What is Dyscalculia?

Definition

Dyscalculia is a specific learning disability that affects math skills, number sense, and mathematical reasoning.

Core Difficulties

  • Number sense: Understanding what numbers represent
  • Subitizing: Instantly recognizing small quantities (most people can see 3 dots without counting; dyscalculic students must count)
  • Math facts: Memorizing addition, subtraction, multiplication tables
  • Procedures: Following multi-step calculations
  • Word problems: Translating language to math operations
  • Time: Reading analog clocks, understanding time concepts
  • Money: Making change, calculating costs

Prevalence

  • 5-7% of population has dyscalculia
  • 40-60% of dyslexic children also have dyscalculia
  • Often goes undiagnosed (overshadowed by reading struggles)

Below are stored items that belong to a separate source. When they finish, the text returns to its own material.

use std::fmt;

use serde::{Serialize, Serializer};
use tracing::{debug, warn};

use crate::catalog::MusicCatalog;
use crate::error::PipelineError;
use crate::links::{LinkValidator, ReachabilityProbe};

pub const NO_SUBMISSION: &str = "No Playlist Submitted";
pub const NO_DATA: &str = "No Scorable Tracks";

/// One playlist's happiness, or the reason there is none.
#[derive(Debug, Clone, Copy, PartialEq)]
pub enum Score {
    Valence(f64),
    /// Empty, invalid, private or missing playlist link.
    NoSubmission,
    /// The playlist resolved but none of its tracks had a valence.
    NoData,
}

impl Score {
    pub fn value(self) -> Option<f64> {
        match self {
            Self::Valence(value) => Some(value),
            Self::NoSubmission | Self::NoData => None,
        }
    }
}

impl fmt::Display for Score {
    fn fmt(&self, f: &mut fmt::Formatter<'_>) -> fmt::Result {
        match self {
            Self::Valence(value) => write!(f, "{value}"),
            Self::NoSubmission => f.write_str(NO_SUBMISSION),
            Self::NoData => f.write_str(NO_DATA),
        }
    }
}

impl Serialize for Score {
    fn serialize<S: Serializer>(&self, serializer: S) -> Result<S::Ok, S::Error> {
        match self {
            Self::Valence(value) => serializer.serialize_f64(*value),
            Self::NoSubmission => serializer.serialize_str(NO_SUBMISSION),
            Self::NoData => serializer.serialize_str(NO_DATA),
        }
    }
}

pub fn round2(value: f64) -> f64 {
    (value * 100.0).round() / 100.0
}

pub fn rounded_mean(values: &[f64]) -> Result<f64, PipelineError> {
    if values.is_empty() {
        return Err(PipelineError::NoData("mean of zero values".to_string()));
    }
    Ok(round2(values.iter().sum::<f64>() / values.len() as f64))
}

/// Reduces a playlist link to the mean valence of its tracks.
pub struct ValenceAggregator<'a, C, P> {
    catalog: &'a C,
    validator: &'a LinkValidator<P>,
}

impl<'a, C: MusicCatalog, P: ReachabilityProbe> ValenceAggregator<'a, C, P> {
    pub fn new(catalog: &'a C, validator: &'a LinkValidator<P>) -> Self {
        Self { catalog, validator }
    }

    pub fn average_valence(&self, link: &str) -> Result<Score, PipelineError> {
        if link.trim().is_empty() || !self.validator.is_valid(link)? {
            return Ok(Score::NoSubmission);
        }

        let Some(playlist_id) = recover_input(self.catalog.resolve_playlist_id(link))? else {
            return Ok(Score::NoSubmission);
        };
        let Some(track_ids) = recover_input(self.catalog.list_track_ids(&playlist_id))? else {
            debug!(playlist_id = %playlist_id, "playlist unavailable to the catalog");
            return Ok(Score::NoSubmission);
        };

        let mut valences = Vec::with_capacity(track_ids.len());
        for track_id in &track_ids {
            if let Some(valence) = self.catalog.positivity_score(track_id)? {
                valences.push(valence);
            }
        }

        match rounded_mean(&valences) {
            Ok(mean) => {
                debug!(
                    playlist_id = %playlist_id,
                    tracks = track_ids.len(),
                    scored = valences.len(),
                    mean,
                    "scored playlist"
                );
                Ok(Score::Valence(mean))
            }
            Err(PipelineError::NoData(_)) => {
                warn!(
                    playlist_id = %playlist_id,
                    tracks = track_ids.len(),
                    "no track in playlist has a valence"
                );
                Ok(Score::NoData)
            }
            Err(err) => Err(err),
        }
    }
}

/// Input errors become `None`; every other kind keeps propagating.
fn recover_input<T>(result: Result<T, PipelineError>) -> Result<Option<T>, PipelineError> {
    match result {
        Ok(value) => Ok(Some(value)),
        Err(PipelineError::Input(reason)) => {
            debug!(reason = %reason, "recovered input error");
            Ok(None)
        }
        Err(err) => Err(err),
    }
}

#[cfg(test)]
mod tests {
    use super::*;
    use crate::catalog::fakes::FakeCatalog;
    use crate::links::fakes::FakeProbe;

    const PUBLIC: &str = "https://open.spotify.com/playlist/pub?si=abc";
    const PRIVATE: &str = "https://open.spotify.com/playlist/37i9dQZF1EUMDoJuT8yJsl?si=164c2f9bd9674fe3";

    fn catalog() -> FakeCatalog {
        FakeCatalog::default()
            .playlist("pub", &[("a", Some(0.2)), ("b", None), ("c", Some(0.64))])
            .playlist("silent", &[("x", None), ("y", None)])
    }

    #[test]
    fn empty_link_is_no_submission() {
        let catalog = catalog();
        let probe = FakeProbe::default();
        let validator = LinkValidator::new(&probe);
        let aggregator = ValenceAggregator::new(&catalog, &validator);
        assert_eq!(aggregator.average_valence("").unwrap(), Score::NoSubmission);
        assert_eq!(probe.calls.get(), 0);
    }

    #[test]
    fn private_playlist_is_no_submission() {
        let catalog = catalog();
        let probe = FakeProbe::default();
        let validator = LinkValidator::new(&probe);
        let aggregator = ValenceAggregator::new(&catalog, &validator);
        assert_eq!(aggregator.average_valence(PRIVATE).unwrap(), Score::NoSubmission);
    }

    #[test]
    fn unreachable_link_never_reaches_the_catalog() {
        let catalog = catalog();
        let probe = FakeProbe::default().with_status(PUBLIC, 404);
        let validator = LinkValidator::new(&probe);
        let aggregator = ValenceAggregator::new(&catalog, &validator);
        assert_eq!(aggregator.average_valence(PUBLIC).unwrap(), Score::NoSubmission);
        assert_eq!(catalog.score_calls.get(), 0);
    }

    #[test]
    fn mean_skips_tracks_without_valence_and_rounds() {
        let catalog = catalog();
        let probe = FakeProbe::default();
        let validator = LinkValidator::new(&probe);
        let aggregator = ValenceAggregator::new(&catalog, &validator);
        assert_eq!(aggregator.average_valence(PUBLIC).unwrap(), Score::Valence(0.42));
        assert_eq!(catalog.score_calls.get(), 3);
    }

    #[test]
    fn playlist_without_any_valence_is_no_data() {
        let catalog = catalog();
        let probe = FakeProbe::default();
        let validator = LinkValidator::new(&probe);
        let aggregator = ValenceAggregator::new(&catalog, &validator);
        let score = aggregator
            .average_valence("https://open.spotify.com/playlist/silent")
            .unwrap();
        assert_eq!(score, Score::NoData);
    }

    #[test]
    fn catalog_outage_propagates() {
        let catalog = FakeCatalog {
            outage: true,
            ..catalog()
        };
        let probe = FakeProbe::default();
        let validator = LinkValidator::new(&probe);
        let aggregator = ValenceAggregator::new(&catalog, &validator);
        assert!(matches!(
            aggregator.average_valence(PUBLIC),
            Err(PipelineError::UpstreamUnavailable { .. })
        ));
    }

    #[test]
    fn rounded_mean_of_nothing_is_no_data() {
        assert!(matches!(rounded_mean(&[]), Err(PipelineError::NoData(_))));
        assert_eq!(rounded_mean(&[0.1, 0.2, 0.4]).unwrap(), 0.23);
    }

    #[test]
    fn score_serializes_as_number_or_marker() {
        let scores = [Score::Valence(0.5), Score::NoSubmission, Score::NoData];
        let json = serde_json::to_string(&scores).unwrap();
        assert_eq!(json, r#"[0.5,"No Playlist Submitted","No Scorable Tracks"]"#);
        assert_eq!(Score::Valence(0.43).to_string(), "0.43");
    }
}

Why Do Dyslexia and Dyscalculia Co-Occur?

Shared Neural Pathways

Research shows overlapping brain regions involved in:

  • Working memory: Holding information temporarily
  • Processing speed: How quickly brain processes information
  • Symbol processing: Letters (dyslexia) and numbers (dyscalculia) are both symbolic systems
  • Sequence processing: Order of letters in words / order of steps in math

Common Genetic Factors

Twin studies show shared genetic components. If one identical twin has both conditions, the other twin has 60-70% likelihood of also having both.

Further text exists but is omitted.